By Martin Williams. Reposted from the Regia egroups with permission.
This sort of thing may be new to many (it was new to me…) so if you’re all properly uncomfortable –
In 1135 Henry I, rex anglorum &c. &c. died. His reign had been one of wisdom and justice, wherein the liberal arts were exercised in an atmosphere of Civil Peace and so forth. However: he had not managed to secure the succession: despite having admitted to siring 27 children, his chosen and lawful heir was Matilda (who was, in case anyone hadn’t noticed, a woman)
Many of the more traditional lords balked at the idea of a fluffy girlie on the throne (not that one would wish to describe a grand-daughter of William of Normandy as fluffy) and preferred Stephen, Count of Blois, another grandchild of the Conqueror (and definitely a bloke) to occupy it.
There being no-one to hold it, the King’s Peace was thus dropped and broken across much of England: parts of which had seen no warfare of note for nigh on a century.
Now David, Earl of Huntingdon, was Matilda’s uncle: and he threw his support firmly behind his niece’s claims. This support was valuable, as the Earl happened to have another title: that of King of Scots – and the forces to go with it. Campaigns in 1135, 6 and 7 ensured that David, together with Henry of Anjou, his heir, and Walter fitzAlan his High Steward were unchallenged masters of Cumberland and Northumberland: the royal castles of Bamburgh and the New Castle and the territory of St Cuthbert and Hexham Abbey (but not the town) excepted.
The nobility’s first duty is to defend the people: this was largely being ignored as Stephen’s armies clashed with his cousin’s proxies all over the south and west. Thus the defence of the North (what was left of it) fell to Archbishop Thurstan of York: an old man, and in 1138 in the 24th year of his reign.
In 1138 David came again, occupying Carlisle, and then passing over Stanemoor to Darlington, then moving south into the Vale of York. Peace talks were held: with many nobles holding lands in both kingdoms a party led by Robert de Brus (think about it….) and Bernard de Baliol [the presence of a de Waleis is not mentioned but I wouldn’t be surprised…] suggested that Prince Henry should be created Earl of Northumberland. This initiative failed.

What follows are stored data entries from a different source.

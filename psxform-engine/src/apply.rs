use psxform_core::entity::{ColorIndex, EntityId, Space, TransformedGeometry};
use psxform_core::transform::AffineTransform;
use tracing::info;

use crate::errors::EngineError;
use crate::frames::psdcs_to_wcs;
use crate::session::EditingSession;

/// 一次复制后写入目标空间的结果。
#[derive(Debug, Clone)]
pub struct AppendedGeometry {
    pub id: EntityId,
    pub geometry: TransformedGeometry,
}

/// 在单个事务中复制、变换、着色并追加到 `target`。
///
/// 任一步失败都不会提交，目标空间保持调用前的状态。
pub fn copy_transformed<S>(
    session: &mut S,
    sources: &[EntityId],
    xform: &AffineTransform,
    target: Space,
    highlight: ColorIndex,
) -> Result<Vec<AppendedGeometry>, EngineError>
where
    S: EditingSession + ?Sized,
{
    let mut tr = session.begin_transaction();
    let mut appended = Vec::with_capacity(sources.len());
    for &source in sources {
        let copy = tr
            .get_object(source)?
            .transformed(xform)?
            .with_color(highlight);
        let id = tr.append(target, copy.clone());
        appended.push(AppendedGeometry {
            id,
            geometry: TransformedGeometry {
                source,
                entity: copy,
                transform: *xform,
            },
        });
    }
    tr.commit();
    info!(count = appended.len(), ?target, color = highlight.0, "已追加变换副本");
    Ok(appended)
}

/// 将图纸空间实体按 PSDCS→WCS 复制到模型空间。
pub fn copy_to_model_space<S>(
    session: &mut S,
    sources: &[EntityId],
    highlight: ColorIndex,
) -> Result<Vec<AppendedGeometry>, EngineError>
where
    S: EditingSession + ?Sized,
{
    let xform = psdcs_to_wcs(session)?;
    copy_transformed(session, sources, &xform, Space::Model, highlight)
}

#[cfg(test)]
mod tests {
    use glam::{DMat4, DVec3};
    use psxform_core::entity::{Entity, Shape};
    use psxform_core::errors::GeometryError;
    use psxform_core::geometry::{Point2, Point3};
    use psxform_core::view::{OVERVIEW_VIEWPORT_NUMBER, ViewDescriptor, Viewport, ViewportId};

    use super::*;
    use crate::session::MemorySession;

    fn session() -> MemorySession {
        let mut session = MemorySession::paper_layout(Viewport {
            id: ViewportId::new(1),
            number: OVERVIEW_VIEWPORT_NUMBER,
            view: ViewDescriptor::plan(Point3::ORIGIN),
        });
        session.add_viewport(Viewport {
            id: ViewportId::new(2),
            number: 2,
            view: ViewDescriptor {
                custom_scale: 0.5,
                center_point: Point2::new(100.0, 100.0),
                view_center: Point2::new(10.0, 20.0),
                ..ViewDescriptor::plan(Point3::ORIGIN)
            },
        });
        session
    }

    #[test]
    fn paper_line_is_copied_into_model_space() {
        let mut session = session();
        let source = session.database_mut().add_entity(
            Space::Paper,
            Entity::line(
                Point3::new(100.0, 100.0, 0.0),
                Point3::new(101.0, 100.0, 0.0),
                "MARKUP",
            ),
        );

        let appended = copy_to_model_space(&mut session, &[source], ColorIndex::GREEN).unwrap();
        assert_eq!(appended.len(), 1);
        assert_eq!(session.database().count(Space::Model), 1);
        assert_eq!(session.active_space(), Space::Paper);

        let (space, entity) = session.database().entity(appended[0].id).unwrap();
        assert_eq!(space, Space::Model);
        assert_eq!(entity.color, Some(ColorIndex::GREEN));
        match &entity.shape {
            Shape::Line(line) => {
                // 视口中心点映射到视图中心，图纸 1 单位 = 模型 2 单位
                assert!(line.start.distance(Point3::new(10.0, 20.0, 0.0)) < 1e-9);
                assert!(line.end.distance(Point3::new(12.0, 20.0, 0.0)) < 1e-9);
            }
            other => panic!("expected line, got {other:?}"),
        }

        // 源实体未被修改
        let (_, original) = session.database().entity(source).unwrap();
        assert_eq!(original.color, None);
    }

    #[test]
    fn failure_mid_transaction_leaves_target_unchanged() {
        let mut session = session();
        let line = session.database_mut().add_entity(
            Space::Paper,
            Entity::line(Point3::ORIGIN, Point3::new(1.0, 0.0, 0.0), "0"),
        );
        let circle = session
            .database_mut()
            .add_entity(Space::Paper, Entity::circle(Point3::ORIGIN, 1.0, "0"));
        let before = session.database().count(Space::Model);

        let stretch = AffineTransform::from_matrix(DMat4::from_scale(DVec3::new(2.0, 1.0, 1.0)));
        let err = copy_transformed(
            &mut session,
            &[line, circle],
            &stretch,
            Space::Model,
            ColorIndex::GREEN,
        )
        .unwrap_err();

        assert!(matches!(
            err,
            EngineError::Geometry(GeometryError::NonUniformScale)
        ));
        assert_eq!(session.database().count(Space::Model), before);
    }

    #[test]
    fn missing_source_aborts_without_mutation() {
        let mut session = session();
        let err = copy_to_model_space(&mut session, &[EntityId::new(99)], ColorIndex::GREEN)
            .unwrap_err();
        assert!(matches!(err, EngineError::EntityNotFound(99)));
        assert_eq!(session.database().count(Space::Model), 0);
    }
}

Thurstan was on the defensive: to inspire the Yorkshiremen he brought up a large psychological weapon. His battle flag bore no crown, no lion nor any red cross: it was a forty-foot pole on a cart – topped with a silver pyx containing the Host, it flew the banners of York’s patron saints: Peter for York, Wilfrid for Ripon and John of Beverley for the East Riding’s minster. Thus the lines were drawn for battle and on Cowton Moor, near Northallerton, on 22 August, the armies met.